Indira Jaising’s petition deals with two issues – live streaming and recording of proceedings. Former Chief Justice of the Delhi High Court and ex-chairman of the Law Commission, AP Shah, says allowing recording of proceedings itself will bring huge benefits in preserving the sanctity of the court. “That is paramount. Nobody will dare to misbehave in court, everybody will be in control, all stakeholders,” he told FinancialExpress.com.
At the hearing in Supreme Court, Attorney-General KK Venugopal proposed that a dedicated channel could be set up on the lines of the Rajya Sabha TV and the Lok Sabha TV for the Supreme Court. Petitioner Indira Jaising, however, cautioned that agreements with broadcasters for the live streaming should purely be non-commercial. The court has asked the Centre to address these concerns.
While clarity is expected on the issue when the matter comes up for hearing before the court on July 23, there have been concerns that the move could lead to concerns of privacy and even witness protection. The Centre has argued that cases related to marriage disputes, crimes against women and national security should not be recorded or telecast. Some experts have also pointed to the privacy issue.
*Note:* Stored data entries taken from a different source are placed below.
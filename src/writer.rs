//! Rendering and writing of the generated TypeScript files.
//!
//! Layout under the output directory:
//!
//! ```text
//! fakers.ts          faker instance with the configured locales (dynamic mode)
//! schemas.ts         one `<Name>Mock` export per component schema
//! response/<tag>.ts  response units of the operations tagged <tag>
//! response/index.ts  re-exports every response unit
//! handlers/<tag>.ts  MSW handlers of the operations tagged <tag>
//! mockHandlers.ts    every handler array merged into `handlers`
//! ```

use crate::generator::GenerationOptions;
use crate::response::{camel_case, reference_name, ComposedOperation};
use crate::serializer::{serialize, write_to_file};
use crate::value::GeneratedValue;
use anyhow::{Context, Result};
use indexmap::IndexMap;
use log::{debug, info};
use std::fs;
use std::path::{Path, PathBuf};

/// Banner at the top of every generated file.
pub const GENERATED_BANNER: &str =
    "/* eslint-disable */\n// This file is generated by openapi-mock-gen. Do not edit.\n\n";

pub const RESPONSE_DIR: &str = "response";
pub const HANDLERS_DIR: &str = "handlers";

/// Where and how generated files are written.
#[derive(Debug, Clone, PartialEq)]
pub struct WriterOptions {
    /// Base output directory
    pub base_dir: PathBuf,
    /// Prefix of every handler URL
    pub handler_url: String,
    /// Empty `response/` and `handlers/` before writing
    pub clear: bool,
}

/// Writes rendered files under [`WriterOptions::base_dir`].
pub struct MockWriter {
    options: WriterOptions,
    generation: GenerationOptions,
}

impl MockWriter {
    pub fn new(options: WriterOptions, generation: GenerationOptions) -> Self {
        Self {
            options,
            generation,
        }
    }

    /// Writes `fakers.ts`.
    pub fn write_fakers(&self) -> Result<PathBuf> {
        let path = self.options.base_dir.join("fakers.ts");
        write_to_file(&render_fakers(&self.generation.locale), &path)?;
        info!("Generated fakers {}", path.display());
        Ok(path)
    }

    /// Writes `schemas.ts`.
    pub fn write_schemas(&self, schemas: &IndexMap<String, GeneratedValue>) -> Result<PathBuf> {
        let path = self.options.base_dir.join("schemas.ts");
        write_to_file(&render_schemas(schemas, &self.generation), &path)?;
        info!("Generated schema {}", path.display());
        Ok(path)
    }

    /// Writes one response file per tag plus `response/index.ts`.
    ///
    /// # Errors
    ///
    /// Returns an error if the directory cannot be cleared or a file cannot be written.
    pub fn write_responses(
        &self,
        groups: &IndexMap<String, Vec<ComposedOperation>>,
    ) -> Result<Vec<PathBuf>> {
        let directory = self.prepare_directory(RESPONSE_DIR)?;
        let mut written = Vec::new();

        for (tag, operations) in groups {
            let path = directory.join(format!("{}.ts", tag));
            write_to_file(&render_response_file(operations, &self.generation), &path)?;
            info!("Generated {}", path.display());
            written.push(path);
        }

        let index = directory.join("index.ts");
        write_to_file(&render_response_index(groups), &index)?;
        info!("Generated {}", index.display());
        written.push(index);

        Ok(written)
    }

    /// Writes one handler file per tag plus `mockHandlers.ts`.
    ///
    /// # Errors
    ///
    /// Returns an error if the directory cannot be cleared or a file cannot be written.
    pub fn write_handlers(
        &self,
        groups: &IndexMap<String, Vec<ComposedOperation>>,
    ) -> Result<Vec<PathBuf>> {
        let directory = self.prepare_directory(HANDLERS_DIR)?;
        let mut written = Vec::new();

        for (tag, operations) in groups {
            let path = directory.join(format!("{}.ts", tag));
            write_to_file(
                &render_handler_file(tag, operations, &self.options.handler_url),
                &path,
            )?;
            info!("Generated Handler {}", path.display());
            written.push(path);
        }

        let path = self.options.base_dir.join("mockHandlers.ts");
        write_to_file(&render_mock_handlers(groups.keys()), &path)?;
        info!("Generated mock handlers {}", path.display());
        written.push(path);

        Ok(written)
    }

    fn prepare_directory(&self, name: &str) -> Result<PathBuf> {
        let directory = self.options.base_dir.join(name);
        fs::create_dir_all(&directory)
            .with_context(|| format!("Failed to create directory: {}", directory.display()))?;
        if self.options.clear {
            clear_directory(&directory)?;
        }
        Ok(directory)
    }
}

/// Removes every entry inside `directory`, keeping the directory itself.
pub fn clear_directory(directory: &Path) -> Result<()> {
    if !directory.exists() {
        return Ok(());
    }
    debug!("Clearing directory: {}", directory.display());

    for entry in fs::read_dir(directory)
        .with_context(|| format!("Failed to read directory: {}", directory.display()))?
    {
        let path = entry?.path();
        let removed = if path.is_dir() {
            fs::remove_dir_all(&path)
        } else {
            fs::remove_file(&path)
        };
        removed.with_context(|| format!("Failed to remove {}", path.display()))?;
    }
    Ok(())
}

/// `fakers.ts`: a faker instance using the comma-separated `locale` list.
pub fn render_fakers(locale: &str) -> String {
    let locales = locale
        .split(',')
        .map(str::trim)
        .filter(|l| !l.is_empty())
        .collect::<Vec<_>>()
        .join(", ");

    format!(
        "{}import {{ Faker, {} }} from \"@faker-js/faker\"\n\nexport const faker = new Faker({{\n  locale: [{}],\n}})\n",
        GENERATED_BANNER, locales, locales
    )
}

pub fn render_schemas(
    schemas: &IndexMap<String, GeneratedValue>,
    options: &GenerationOptions,
) -> String {
    let uses_faker = !options.is_static() && schemas.values().any(GeneratedValue::contains_code);
    let import = if uses_faker {
        "import { faker } from \"./fakers\"\n\n"
    } else {
        ""
    };

    let exports = schemas
        .iter()
        .map(|(name, value)| format!("export const {}Mock = {}", name, serialize(value, 0, options)))
        .collect::<Vec<_>>()
        .join("\n\n");

    format!("{}{}{}\n", GENERATED_BANNER, import, exports)
}

/// Response units of one tag, each operation preceded by its operation id.
pub fn render_response_file(operations: &[ComposedOperation], options: &GenerationOptions) -> String {
    let uses_faker = !options.is_static()
        && operations
            .iter()
            .flat_map(|op| &op.units)
            .any(|unit| unit.uses_faker);
    let import = if uses_faker {
        "import { faker } from \"../fakers\"\n\n"
    } else {
        ""
    };

    let blocks = operations
        .iter()
        .filter(|op| !op.units.is_empty())
        .map(|op| {
            let units = op
                .units
                .iter()
                .map(|unit| unit.render())
                .collect::<Vec<_>>()
                .join("\n\n");
            format!("// {}\n{}", op.operation.operation_id, units)
        })
        .collect::<Vec<_>>()
        .join("\n\n");

    format!("{}{}{}\n", GENERATED_BANNER, import, blocks)
}

pub fn render_response_index(groups: &IndexMap<String, Vec<ComposedOperation>>) -> String {
    let exports = groups
        .iter()
        .filter_map(|(tag, operations)| {
            let names = unit_names(operations);
            if names.is_empty() {
                return None;
            }
            Some(format!(
                "export {{\n  {}\n}} from \"./{}\"",
                names.join(",\n  "),
                tag
            ))
        })
        .collect::<Vec<_>>()
        .join("\n");

    format!("{}{}\n", GENERATED_BANNER, exports)
}

fn unit_names(operations: &[ComposedOperation]) -> Vec<&str> {
    operations
        .iter()
        .flat_map(|op| &op.units)
        .map(|unit| unit.name.as_str())
        .collect()
}

/// One MSW handler.
///
/// A single response is returned as-is, several are picked from at random, and an operation
/// without responses answers with an empty JSON body. Responses without a body unit answer `null`.
pub fn render_handler(composed: &ComposedOperation) -> String {
    let operation = &composed.operation;
    let mut lines = vec![format!(
        "  http.{}(`${{handlerUrl}}{}`, () => {{",
        operation.method.as_str(),
        operation.pathname
    )];

    let schema_name = |status: u16| {
        operation
            .responses
            .iter()
            .find(|r| r.status_code == status)
            .and_then(|r| r.schema.as_ref())
            .and_then(|s| s.reference())
            .map(reference_name)
    };
    let body = |status: u16| match composed.unit_for(status) {
        Some(unit) => format!("{}()", unit.name),
        None => "null".to_string(),
    };

    match operation.responses.as_slice() {
        [] => lines.push("    return HttpResponse.json()".to_string()),
        [response] => {
            if let Some(name) = schema_name(response.status_code) {
                lines.push(format!("    // Schema is {}", name));
            }
            lines.push(format!(
                "    return HttpResponse.json({}, {{",
                body(response.status_code)
            ));
            lines.push(format!("      status: {},", response.status_code));
            lines.push("    })".to_string());
        }
        responses => {
            lines.push("    const responses = [".to_string());
            for response in responses {
                let comment = schema_name(response.status_code)
                    .map(|name| format!(" // Schema is {}", name))
                    .unwrap_or_default();
                lines.push(format!(
                    "      [{}, {{ status: {} }}],{}",
                    body(response.status_code),
                    response.status_code,
                    comment
                ));
            }
            lines.push("    ]".to_string());
            lines.push(
                "    const randomIndex = Math.floor(Math.random() * responses.length)".to_string(),
            );
            lines.push("    return HttpResponse.json(...responses[randomIndex])".to_string());
        }
    }

    lines.push("  }),".to_string());
    lines.join("\n")
}

pub fn handler_array_name(tag: &str) -> String {
    format!("{}Handlers", camel_case(tag))
}

pub fn render_handler_file(tag: &str, operations: &[ComposedOperation], handler_url: &str) -> String {
    let mut header = vec!["import { http, HttpResponse } from \"msw\"".to_string()];
    let names = unit_names(operations);
    if !names.is_empty() {
        header.push(format!("import {{ {} }} from \"../response\"", names.join(", ")));
    }

    let handlers = operations
        .iter()
        .map(render_handler)
        .collect::<Vec<_>>()
        .join("\n\n");

    format!(
        "{}{}\n\nconst handlerUrl = {}\n\nexport const {} = [\n{}\n]\n",
        GENERATED_BANNER,
        header.join("\n"),
        serde_json::Value::String(handler_url.to_string()),
        handler_array_name(tag),
        handlers
    )
}

pub fn render_mock_handlers<'a>(tags: impl IntoIterator<Item = &'a String>) -> String {
    let tags: Vec<&String> = tags.into_iter().collect();
    let imports = tags
        .iter()
        .map(|tag| {
            format!(
                "import {{ {} }} from \"./{}/{}\"",
                handler_array_name(tag),
                HANDLERS_DIR,
                tag
            )
        })
        .collect::<Vec<_>>()
        .join("\n");
    let spreads = tags
        .iter()
        .map(|tag| format!("  ...{},", handler_array_name(tag)))
        .collect::<Vec<_>>()
        .join("\n");

    format!(
        "{}{}\n\nexport const handlers = [\n{}\n]\n",
        GENERATED_BANNER, imports, spreads
    )
}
“There should be clear guidelines and the decision on whether to live stream the proceedings or not should be decided by the presiding officer of the day. The presiding officer should also not arbitrarily allow or refuse this. There should be a good reason behind the decision either way,” Justice Hegde says, adding that the Centre’s proposal is good and should interest people who are keen on knowing what is happening in court.
According to Justice Shah, the move will fulfill different objectives, transparency being the primary among them. “Everything that takes place in the court will be recorded. If there is any dispute on what transpired in court or whether a particular argument was made or not, the record will always be there to refer to.”
“Take a particular case which is being heard by the Constitution Bench of the Supreme Court. People will be interested in watching that,” he said, adding that he had made a similar proposal to the government as head of law Commission which the then Law minister under the UPA government had agreed to.
What Indira Jaising’s petition says
“Live streaming of cases of national importance would also inspire public confidence in the judiciary, and bring transparency, and accountability in the administration of justice. Further, this would avoid the spread of misinformation, conscious disinformation, and misunderstanding of the role of the Court in these matters.”
“Apex Courts of many common law countries, and international forums, such as United Kingdom, Canada, New Zealand, Australia, South Africa, European Court of Human Rights, International Criminal Court, Inter-American Court of Human Rights, International Criminal Tribunal for the Former Yugoslavia, have devised differing means for recording, broadcasting, or live streaming their proceedings for the public.”
“The live streaming of such proceedings would be in consonance with the principle of open court established under Article 145(4), and in furtherance of fundamental right of access to justice under Article 19(1)(a).”